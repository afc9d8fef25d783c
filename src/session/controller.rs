//! Process-wide session state machine.
//!
//! States: `Unauthenticated` and `Authenticated(Session)`.
//! - `login`: validate → encode → verify with the gateway → commit + persist
//! - `logout`: drop the session, clear storage, always succeeds
//! - `restore`: adopt the persisted session without a network round trip
//! - `revalidate`: re-check a restored token; revoke it if the gateway refuses
//!
//! Every state change happens under one write lock together with its
//! storage write, so memory and storage never disagree. A generation counter
//! is bumped whenever a login starts, a logout happens, a session is
//! restored, or a pending login is cancelled. A login only commits if the
//! generation it took at the start is still current when the gateway
//! answers, so a late response can never resurrect a session the user has
//! since logged out of.

use parking_lot::RwLock;
use std::sync::Arc;
use tokio::sync::broadcast;

use crate::auth::{
    ApiRequest, AuthError, AuthGateway, AuthToken, Credential, FileKeyValueStore, HttpAuthGateway,
    Session, SessionEvent, SessionState, SessionStore, UserProfile,
};
use crate::config::ClientConfig;

/// Capacity of the session event channel. Slow subscribers lag rather than
/// block the controller.
const EVENT_CHANNEL_CAPACITY: usize = 16;

struct Inner {
    state: SessionState,
    generation: u64,
}

/// Owner of the live session. Share it behind an `Arc`.
pub struct SessionController {
    gateway: Arc<dyn AuthGateway>,
    store: SessionStore,
    inner: RwLock<Inner>,
    events: broadcast::Sender<SessionEvent>,
}

impl SessionController {
    /// Starts `Unauthenticated`; call [`init`](Self::init) to pick up a
    /// persisted session.
    pub fn new(gateway: Arc<dyn AuthGateway>, store: SessionStore) -> Self {
        let (events, _) = broadcast::channel(EVENT_CHANNEL_CAPACITY);
        Self {
            gateway,
            store,
            inner: RwLock::new(Inner {
                state: SessionState::Unauthenticated,
                generation: 0,
            }),
            events,
        }
    }

    /// Build a controller talking HTTP to the configured gateway and
    /// persisting to the configured session file.
    pub fn from_config(config: &ClientConfig) -> anyhow::Result<Self> {
        let gateway = HttpAuthGateway::new(&config.gateway_url, config.request_timeout())?;
        let store = SessionStore::new(FileKeyValueStore::new(config.session_file()?));
        Ok(Self::new(Arc::new(gateway), store))
    }

    // ── Lifecycle ────────────────────────────────────────────────────

    /// Application start: restore a persisted session if there is one.
    /// Returns whether a session was restored.
    pub fn init(&self) -> bool {
        self.restore()
    }

    /// Application shutdown: forget the in-memory session (storage is left
    /// alone so the next start can restore it) and discard any in-flight
    /// login.
    pub fn teardown(&self) {
        let mut inner = self.inner.write();
        inner.generation += 1;
        inner.state = SessionState::Unauthenticated;
    }

    /// Receive a [`SessionEvent`] for every login, logout, restore and
    /// revocation from now on.
    pub fn subscribe(&self) -> broadcast::Receiver<SessionEvent> {
        self.events.subscribe()
    }

    // ── Transitions ──────────────────────────────────────────────────

    /// Log in with a username and password.
    ///
    /// On success the session is replaced as a whole, persisted (a storage
    /// failure is logged and the session stays in memory), and subscribers
    /// get `LoggedIn`. On failure nothing changes.
    pub async fn login(&self, username: &str, password: &str) -> Result<UserProfile, AuthError> {
        let credential = Credential::new(username, password);
        credential.validate()?;
        let token = credential.encode();

        let generation = {
            let mut inner = self.inner.write();
            inner.generation += 1;
            inner.generation
        };

        tracing::debug!(user = %username, "Verifying credentials with gateway");
        let profile = match self.gateway.verify(&token).await {
            Ok(profile) => profile,
            Err(e) => {
                tracing::warn!(user = %username, error = %e, "Login failed");
                return Err(e);
            }
        };

        {
            let mut inner = self.inner.write();
            if inner.generation != generation {
                tracing::info!(user = %username, "Discarding login overtaken by a newer session change");
                return Err(AuthError::Superseded);
            }
            self.persist(&token, &profile);
            inner.state = SessionState::Authenticated(Session {
                token,
                profile: profile.clone(),
            });
        }

        tracing::info!(
            user = %username,
            role = profile.role.as_str(),
            "Logged in"
        );
        self.notify(SessionEvent::LoggedIn {
            full_name: profile.full_name.clone(),
            role: profile.role.clone(),
        });
        Ok(profile)
    }

    /// Log out. Cannot fail: the in-memory session is always dropped, even
    /// if clearing storage does not work.
    pub fn logout(&self) {
        {
            let mut inner = self.inner.write();
            inner.generation += 1;
            inner.state = SessionState::Unauthenticated;
            if let Err(e) = self.store.clear() {
                tracing::warn!(error = %e, "Failed to clear persisted session");
            }
        }

        tracing::info!("Logged out");
        self.notify(SessionEvent::LoggedOut);
    }

    /// Adopt the persisted session, trusting local storage without asking
    /// the gateway. Use [`revalidate`](Self::revalidate) afterwards to
    /// confirm it. Returns whether a session was restored.
    pub fn restore(&self) -> bool {
        let mut inner = self.inner.write();
        if inner.state.is_authenticated() {
            return true;
        }
        let Some(session) = self.store.load() else {
            tracing::debug!("No persisted session to restore");
            return false;
        };

        let event = SessionEvent::Restored {
            full_name: session.profile.full_name.clone(),
            role: session.profile.role.clone(),
        };
        inner.generation += 1;
        inner.state = SessionState::Authenticated(session);
        drop(inner);

        tracing::info!("Restored persisted session");
        self.notify(event);
        true
    }

    /// Discard the result of any login currently waiting on the gateway.
    /// The session itself is untouched.
    pub fn cancel_pending_login(&self) {
        self.inner.write().generation += 1;
    }

    /// Re-verify the current token with the gateway.
    ///
    /// - Accepted: the profile is refreshed if the server's copy changed.
    /// - Refused: the session is revoked (memory and storage) and
    ///   subscribers get `Revoked`.
    /// - Unreachable: the session is kept and the network error returned.
    ///
    /// If the session changed while the check was in flight the result is
    /// ignored. Without a session this is a no-op.
    pub async fn revalidate(&self) -> Result<(), AuthError> {
        let (token, generation) = {
            let inner = self.inner.read();
            match inner.state.session() {
                Some(session) => (session.token.clone(), inner.generation),
                None => return Ok(()),
            }
        };

        match self.gateway.verify(&token).await {
            Ok(profile) => {
                let refreshed = {
                    let mut inner = self.inner.write();
                    let changed = inner.generation == generation
                        && inner.state.session().is_some_and(|s| s.profile != profile);
                    if changed {
                        self.persist(&token, &profile);
                        inner.state = SessionState::Authenticated(Session {
                            token,
                            profile: profile.clone(),
                        });
                    }
                    changed
                };
                if refreshed {
                    tracing::info!(role = profile.role.as_str(), "Session profile refreshed");
                    self.notify(SessionEvent::Refreshed {
                        full_name: profile.full_name,
                        role: profile.role,
                    });
                }
                Ok(())
            }
            Err(e) if e.is_rejection() => {
                let revoked = {
                    let mut inner = self.inner.write();
                    let current = inner.generation == generation;
                    if current {
                        inner.state = SessionState::Unauthenticated;
                        if let Err(clear_err) = self.store.clear() {
                            tracing::warn!(error = %clear_err, "Failed to clear revoked session");
                        }
                    }
                    current
                };
                if revoked {
                    tracing::warn!(error = %e, "Persisted session refused by gateway, revoked");
                    self.notify(SessionEvent::Revoked);
                }
                Err(e)
            }
            Err(e) => {
                tracing::warn!(error = %e, "Could not re-verify session, keeping it");
                Err(e)
            }
        }
    }

    // ── Queries ──────────────────────────────────────────────────────

    /// True iff authenticated with the admin role.
    pub fn is_privileged(&self) -> bool {
        self.inner
            .read()
            .state
            .session()
            .is_some_and(|s| s.profile.is_admin())
    }

    /// `Ok` when [`is_privileged`](Self::is_privileged), `Forbidden` otherwise.
    pub fn require_privileged(&self) -> Result<(), AuthError> {
        if self.is_privileged() {
            Ok(())
        } else {
            Err(AuthError::Forbidden)
        }
    }

    pub fn is_authenticated(&self) -> bool {
        self.inner.read().state.is_authenticated()
    }

    pub fn current_profile(&self) -> Option<UserProfile> {
        self.inner
            .read()
            .state
            .session()
            .map(|s| s.profile.clone())
    }

    // ── Requests ─────────────────────────────────────────────────────

    /// Send `request` through the gateway with the current session's
    /// credentials, or without any when logged out.
    ///
    /// This is the only place credentials are attached to outgoing requests.
    pub async fn wrap(&self, request: ApiRequest) -> Result<reqwest::Response, AuthError> {
        let token = self.current_token();
        if token.is_none() {
            tracing::debug!(path = %request.path, "Sending request without credentials");
        }
        self.gateway.send(token.as_ref(), request).await
    }

    fn current_token(&self) -> Option<AuthToken> {
        self.inner
            .read()
            .state
            .session()
            .map(|s| s.token.clone())
    }

    // ── Helpers ──────────────────────────────────────────────────────

    fn persist(&self, token: &AuthToken, profile: &UserProfile) {
        if let Err(e) = self.store.save(token, profile) {
            tracing::warn!(error = %e, "Session kept in memory only, persisting failed");
        }
    }

    fn notify(&self, event: SessionEvent) {
        // No subscribers is fine.
        let _ = self.events.send(event);
    }
}

// ── Tests ────────────────────────────────────────────────────────────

*WHAT YOU WILL DO*: Exactly as written, repeat the lines from the start of the listing through the line containing "commits if the", both included.

*SOLVED EXERCISE*:
repository afc9d8fef25d783c
filename src/session/controller.rs
//! Process-wide session state machine.
//!
//! States: `Unauthenticated` and `Authenticated(Session)`.
//! - `login`: validate → encode → verify with the gateway → commit + persist
//! - `logout`: drop the session, clear storage, always succeeds
//! - `restore`: adopt the persisted session without a network round trip
//! - `revalidate`: re-check a restored token; revoke it if the gateway refuses
//!
//! Every state change happens under one write lock together with its
//! storage write, so memory and storage never disagree. A generation counter
//! is bumped whenever a login starts, a logout happens, a session is
//! restored, or a pending login is cancelled. A login only commits if the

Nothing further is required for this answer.